More than a third of Welsh parents believe schools have improved since devolution, despite worsening pupil behaviour. But only around one in eight knows that Jane Davidson is the minister for education and lifelong learning, according to an exclusive TES Cymru poll (see right).

Four times as many parents (36 per cent) say standards have improved as say they have worsened (9 per cent), while 41 per cent claim they have stayed the same. Mothers (40 per cent) were much more positive than fathers (29 per cent).

There is also support for specific Welsh Assembly government initiatives, such as providing free school breakfasts for primary pupils, an idea that is to be piloted at a cost of pound;1.5 million. Nearly three in five parents back the scheme in theory - although two-thirds would rather see the money being spent in the classroom.

However, fewer than two in five parents currently support plans for a play-based foundation stage, in which formal lessons would not start until children are seven.

And asked what subjects secondary pupils should have to study until they are 16, parents chose English, maths (both 99 per cent), science, physical education (both 83 per cent) and information technology (74 per cent), followed by Welsh (59 per cent) and a modern foreign language (55 per cent).

Information and communication technology and foreign languages are not compulsory at present in Wales after the age of 14, but Welsh is.

Middle-class parents ranked a modern foreign language (61 per cent) as more important than Welsh (53 per cent), but the figures were reversed among working-class parents.

Despite many parents believing standards have risen, almost half feel pupils’ behaviour has deteriorated over the past five years. Slightly more (46 per cent) say behaviour has worsened in their own child’s school than generally (44 per cent): usually, parents are more positive about their own school.

A Welsh Assembly spokeswoman said: “It is encouraging to see most parents do not feel that behaviour in schools has declined.

“This is a major testimony to the great work that is being undertaken in our schools and local education authorities, especially given the problems we face in society such as rising levels of substance misuse and family break-ups.”

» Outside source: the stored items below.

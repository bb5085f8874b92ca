//! Method routing for the fixed JSON-RPC surface.
//!
//! Routes a parsed request to one of the fixed methods and produces either
//! a result payload or a structured error. The router owns the two
//! collaborator capabilities but carries no per-request state; requests
//! are handled strictly one at a time.

use std::io::Write;

use serde::Serialize;
use tracing::{debug, warn};

use ocrtool_protocol::{OcrResult, ProtocolError, ResultEnvelope, RpcRequest};

use crate::image::AcquireImage;
use crate::recognizer::RecogniseText;

use super::params::{self, ResolvedOcrRequest};
use super::render;
use super::response::{ResponseError, ResponseWriter};

/// Tracing target for dispatch operations.
pub(crate) const DISPATCH_TARGET: &str = concat!(env!("CARGO_PKG_NAME"), "::dispatch");

/// Protocol revision reported by `initialize`.
const PROTOCOL_REVISION: &str = "2024-11-05";

/// What the session loop should do after a dispatched request.
#[derive(Debug, Clone, Copy, PartialEq, Eq)]
pub enum Outcome {
    /// Keep reading requests.
    Continue,
    /// Terminal state: stop reading, end the process.
    Shutdown,
}

/// The fixed method set.
#[derive(Debug, Clone, Copy, PartialEq, Eq)]
enum Method {
    OcrText,
    Initialize,
    Shutdown,
    Cancelled,
}

impl Method {
    /// Matches a method name exactly; anything else is unknown.
    fn parse(name: &str) -> Option<Self> {
        match name {
            "ocr_text" => Some(Self::OcrText),
            "initialize" => Some(Self::Initialize),
            "shutdown" => Some(Self::Shutdown),
            "notifications/cancelled" => Some(Self::Cancelled),
            _ => None,
        }
    }
}

/// Capability and metadata payload of an `initialize` response.
#[derive(Debug, Serialize)]
struct InitializeResult {
    #[serde(rename = "protocolVersion")]
    protocol_version: &'static str,
    metadata: ServerMetadata,
}

#[derive(Debug, Serialize)]
struct ServerMetadata {
    name: &'static str,
    description: &'static str,
    version: &'static str,
}

impl InitializeResult {
    const fn current() -> Self {
        Self {
            protocol_version: PROTOCOL_REVISION,
            metadata: ServerMetadata {
                name: env!("CARGO_PKG_NAME"),
                description: "Local OCR tool speaking JSON-RPC over stdio",
                version: env!("CARGO_PKG_VERSION"),
            },
        }
    }
}

/// Routes requests to method handlers.
#[derive(Debug)]
pub struct MethodRouter<A, R> {
    acquirer: A,
    recognizer: R,
}

impl<A: AcquireImage, R: RecogniseText> MethodRouter<A, R> {
    /// Creates a router over the two collaborator capabilities.
    pub const fn new(acquirer: A, recognizer: R) -> Self {
        Self {
            acquirer,
            recognizer,
        }
    }

    /// Dispatches one request and writes its response.
    ///
    /// Protocol errors become error envelopes on the primary stream;
    /// collaborator failures become empty results. Neither terminates the
    /// session.
    pub fn dispatch<W: Write>(
        &self,
        request: &RpcRequest,
        writer: &mut ResponseWriter<W>,
    ) -> Result<Outcome, ResponseError> {
        let Some(method) = Method::parse(&request.method) else {
            warn!(target: DISPATCH_TARGET, method = %request.method, "method not found");
            writer.write_error(
                request.id.clone(),
                &ProtocolError::method_not_found(&request.method),
            )?;
            return Ok(Outcome::Continue);
        };

        debug!(target: DISPATCH_TARGET, method = %request.method, "dispatching request");

        match method {
            Method::OcrText => self.handle_ocr_text(request, writer),
            Method::Initialize => {
                writer.write_envelope(&ResultEnvelope::new(
                    request.id.clone(),
                    InitializeResult::current(),
                ))?;
                Ok(Outcome::Continue)
            }
            Method::Shutdown => {
                writer.write_envelope(&ResultEnvelope::new(request.id.clone(), ()))?;
                Ok(Outcome::Shutdown)
            }
            Method::Cancelled => {
                // Notifications get no response line. Cancellation is
                // advisory only: requests run one at a time, so there is
                // never an in-flight request to interrupt.
                warn!(target: DISPATCH_TARGET, "request cancelled by client");
                Ok(Outcome::Continue)
            }
        }
    }

    fn handle_ocr_text<W: Write>(
        &self,
        request: &RpcRequest,
        writer: &mut ResponseWriter<W>,
    ) -> Result<Outcome, ResponseError> {
        let resolved = match params::resolve(request) {
            Ok(resolved) => resolved,
            Err(error) => {
                warn!(target: DISPATCH_TARGET, %error, "invalid ocr_text parameters");
                writer.write_error(request.id.clone(), &error)?;
                return Ok(Outcome::Continue);
            }
        };

        let result = self.run_pipeline(&resolved);
        render::render(writer, &resolved, request.id.clone(), &result)?;
        Ok(Outcome::Continue)
    }

    /// Runs the two-stage acquire-then-recognise pipeline.
    ///
    /// Any collaborator failure is reported as "no lines found" rather
    /// than an RPC error: the protocol layer cannot tell a truly empty
    /// image from an unreadable one. A staged temporary file is deleted
    /// when the acquired image drops at the end of this call.
    fn run_pipeline(&self, resolved: &ResolvedOcrRequest) -> OcrResult {
        let image = match self.acquirer.acquire(&resolved.source) {
            Ok(image) => image,
            Err(error) => {
                warn!(target: DISPATCH_TARGET, %error, "image acquisition failed, reporting no lines");
                return OcrResult::empty();
            }
        };

        match self
            .recognizer
            .recognise(image.path(), &resolved.languages, resolved.enhanced)
        {
            Ok(result) => result,
            Err(error) => {
                warn!(target: DISPATCH_TARGET, %error, "recognition failed, reporting no lines");
                OcrResult::empty()
            }
        }
    }
}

Roughly equal numbers of parents say education standards are “better” (12 per cent) or “worse” (13 per cent) in Wales than in England, but most say they are the same (37 per cent) or feel unable to pass judgment (38 per cent).

But school funding differences between English and Welsh schools remain a sore point among many parents. A third said they now believed they were worse off than schools across the border. Parents in predominantly urban south-east Wales were more likely to complain of poor funding than those in the mainly rural west, mid and north Wales.

Brian Rowlands, secretary of the Secondary Heads’ Association Cymru, said:

“Standards are improving in Wales. We approve of the direction education policy is going in. The only problem is transparency of funding and money not getting through to schools.

* Last week our first analysis of the poll findings revealed that nearly three-quarters of parents were in favour of jailing the parents of persistent truants.